200 to benefit from Medical Mission Foundation

Sep 29, 2015

By 8am Monday morning, more than 300 patients from Lira, Kitgum, South Sudan and majority from Gulu, were already gathered to undergo examination and check-up to access treatment at a medical camp at Lacor hospital

By Owiny Jolly Tobbia

By 8am Monday morning, more than 300 patients from Lira, Kitgum, South Sudan and majority from Gulu, were already gathered to undergo examination and check-up to access treatment at a medical camp at Lacor hospital.


More than 200 patients are expected to be operated upon by a team of medical experts under Medical Missions Foundation.

The team comprising doctors, nurses, audiologists, medical students and other health professionals from the University of Kansas Medical Center and the University of Kansas Hospital, arrived in Gulu on Sunday and are set to perform surgeries and treat different ailments, according to the team's spokesperson, Abigail Hayo, who is also a member on the board of trustees of the foundation.

Kansas University Hospital surgeons performing a neck operation at Lacor hospital in Gulu during the medical camp on Monday.

Hayo said this will be their sixth year to operate a medical camp in Gulu and look to work on acid victims, cleft palates, goiter, neck and head complications, hernia, keloids, hydrocele and other simple surgeries.

"We have a great group of anesthetists, nurses, physicians and ancillary people and we shall all work together in both the two hospitals and the two health centers in Aswa County." Hayo said.

"The people are unbelievably friendly and grateful for us being here," she said.

"They would have to be at the hospital at 6am even if their surgery was in the afternoon, and no one ever complained, not even the little kids."

The annual medical camp has given a lot of boost to Lacor hospital, according to a recent statement by Dr. Martin Ogwang, head of surgeons at Lacor hospital.

One of the doctors from Kansas Hospital gives a toy to Douglas Ocaka at Lacor Hospital surgery ward. Douglas is a candidate for Hernia operation on Tuesday.

"We have six theatres but we had to close others after some of the equipment got worn out coupled with financial constraints," Ogwang said.

"It is very touching to see the difference it makes in so many lives," Constantine Ojok, a 47-year-old man from Amuru whose face and arms were burnt during an LRA attack in 2002 said, as he lay on his recovery bed after a corrective surgery. His smiles and gratitude looked to be infectious from his face.     

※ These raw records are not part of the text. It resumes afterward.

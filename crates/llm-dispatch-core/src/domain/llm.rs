//! LLM backend definitions.

use std::time::Duration;

use serde::{Deserialize, Serialize};

/// Token substituted with the composed prompt in argument templates.
pub const PROMPT_PLACEHOLDER: &str = "{{PROMPT}}";

/// How a backend is invoked. Only external commands are supported.
#[derive(Debug, Clone, Copy, Default, Serialize, Deserialize, PartialEq, Eq, Hash)]
#[serde(rename_all = "snake_case")]
pub enum InvocationMode {
    #[default]
    Command,
}

/// Recovery hints consumed by callers that decide retry policy.
#[derive(Debug, Clone, Default, Serialize, Deserialize, PartialEq, Eq)]
pub struct RecoveryConfig {
    /// Case-insensitive substrings that mark a failed run as rate limited.
    #[serde(default)]
    pub rate_limit_patterns: Vec<String>,

    /// Prompt used to probe availability.
    #[serde(default)]
    pub test_prompt: Option<String>,

    /// Ordered probe delays in seconds.
    #[serde(default)]
    pub test_schedule: Vec<u64>,

    /// Give up on recovery after this many seconds.
    #[serde(default)]
    pub abort_after_seconds: Option<u64>,
}

impl RecoveryConfig {
    /// Delay before the given (zero-based) probe attempt.
    ///
    /// Once the schedule is exhausted its last entry repeats; an empty
    /// schedule yields `None`.
    pub fn probe_delay(&self, attempt: usize) -> Option<Duration> {
        let secs = self
            .test_schedule
            .get(attempt)
            .or_else(|| self.test_schedule.last())?;
        Some(Duration::from_secs(*secs))
    }

    /// Ceiling after which recovery should be abandoned.
    pub fn abort_after(&self) -> Option<Duration> {
        self.abort_after_seconds.map(Duration::from_secs)
    }
}

/// A command-line LLM backend.
#[derive(Debug, Clone, Serialize, Deserialize, PartialEq, Eq)]
pub struct LlmDefinition {
    /// Registry key used by dispatch requests.
    pub id: String,

    /// Human-readable display name.
    #[serde(default)]
    pub name: String,

    #[serde(default)]
    pub description: String,

    #[serde(default = "default_enabled")]
    pub enabled: bool,

    #[serde(default)]
    pub mode: InvocationMode,

    /// Executable path or name resolved through `PATH`.
    pub command: String,

    /// Argument template; occurrences of [`PROMPT_PLACEHOLDER`] are substituted.
    #[serde(default)]
    pub args: Vec<String>,

    /// Feed the prompt on standard input instead of through arguments.
    #[serde(default)]
    pub stdin: bool,

    #[serde(default)]
    pub recovery: Option<RecoveryConfig>,
}

fn default_enabled() -> bool {
    true
}

impl LlmDefinition {
    /// Create an enabled argument-mode definition.
    pub fn new(id: impl Into<String>, command: impl Into<String>, args: Vec<String>) -> Self {
        let id = id.into();
        Self {
            name: id.clone(),
            id,
            description: String::new(),
            enabled: true,
            mode: InvocationMode::Command,
            command: command.into(),
            args,
            stdin: false,
            recovery: None,
        }
    }

    /// Switch to stdin mode.
    pub fn with_stdin(mut self) -> Self {
        self.stdin = true;
        self
    }

    pub fn with_recovery(mut self, recovery: RecoveryConfig) -> Self {
        self.recovery = Some(recovery);
        self
    }

    /// Disable this backend.
    pub fn disabled(mut self) -> Self {
        self.enabled = false;
        self
    }

    /// Whether any argument carries the prompt placeholder.
    pub fn has_placeholder(&self) -> bool {
        self.args.iter().any(|a| a.contains(PROMPT_PLACEHOLDER))
    }

    /// Rate-limit patterns, empty when no recovery config is present.
    pub fn rate_limit_patterns(&self) -> &[String] {
        self.recovery
            .as_ref()
            .map(|r| r.rate_limit_patterns.as_slice())
            .unwrap_or(&[])
    }
}

#[cfg(test)]
mod tests {
    use super::*;

    #[test]
    fn test_has_placeholder() {
        let llm = LlmDefinition::new(
            "claude",
            "claude",
            vec!["-p".to_string(), "{{PROMPT}}".to_string()],
        );
        assert!(llm.has_placeholder());

        let embedded = LlmDefinition::new("x", "x", vec!["--prompt={{PROMPT}}".to_string()]);
        assert!(embedded.has_placeholder());

        let none = LlmDefinition::new("y", "y", vec!["--json".to_string()]);
        assert!(!none.has_placeholder());
    }

    #[test]
    fn test_probe_delay_repeats_last_entry() {
        let recovery = RecoveryConfig {
            test_schedule: vec![30, 60, 120],
            ..Default::default()
        };
        assert_eq!(recovery.probe_delay(0), Some(Duration::from_secs(30)));
        assert_eq!(recovery.probe_delay(2), Some(Duration::from_secs(120)));
        assert_eq!(recovery.probe_delay(7), Some(Duration::from_secs(120)));
        assert_eq!(RecoveryConfig::default().probe_delay(0), None);
    }

    #[test]
    fn test_abort_after() {
        let recovery = RecoveryConfig {
            abort_after_seconds: Some(900),
            ..Default::default()
        };
        assert_eq!(recovery.abort_after(), Some(Duration::from_secs(900)));
        assert_eq!(RecoveryConfig::default().abort_after(), None);
    }

    #[test]
    fn test_definition_deserializes_with_defaults() {
        let llm: LlmDefinition = serde_json::from_str(
            r#"{"id": "codex", "command": "codex", "args": ["exec", "{{PROMPT}}"]}"#,
        )
        .unwrap();
        assert!(llm.enabled);
        assert!(!llm.stdin);
        assert_eq!(llm.mode, InvocationMode::Command);
        assert!(llm.rate_limit_patterns().is_empty());
    }

    #[test]
    fn test_unknown_mode_rejected() {
        let res = serde_json::from_str::<LlmDefinition>(
            r#"{"id": "x", "command": "x", "mode": "http"}"#,
        );
        assert!(res.is_err());
    }
}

"It was too hard for me considering the stigma and financial worries it caused me. I am very positive for this and genuinely appreciate God for whatever He has done for me."

Ojok is among the 217 patients so far registered to benefit from the exercise that ends on Friday, a figure smaller compared to last year's 235.

Medical Missions Foundation was formed in 1996 to provide critical care for the world's disadvantaged and forgotten and has long patterned with Kansas University Medical Center and University of Kansas Hospital.

Currently they operate in Guatemala, Philippines, Mali and Uganda.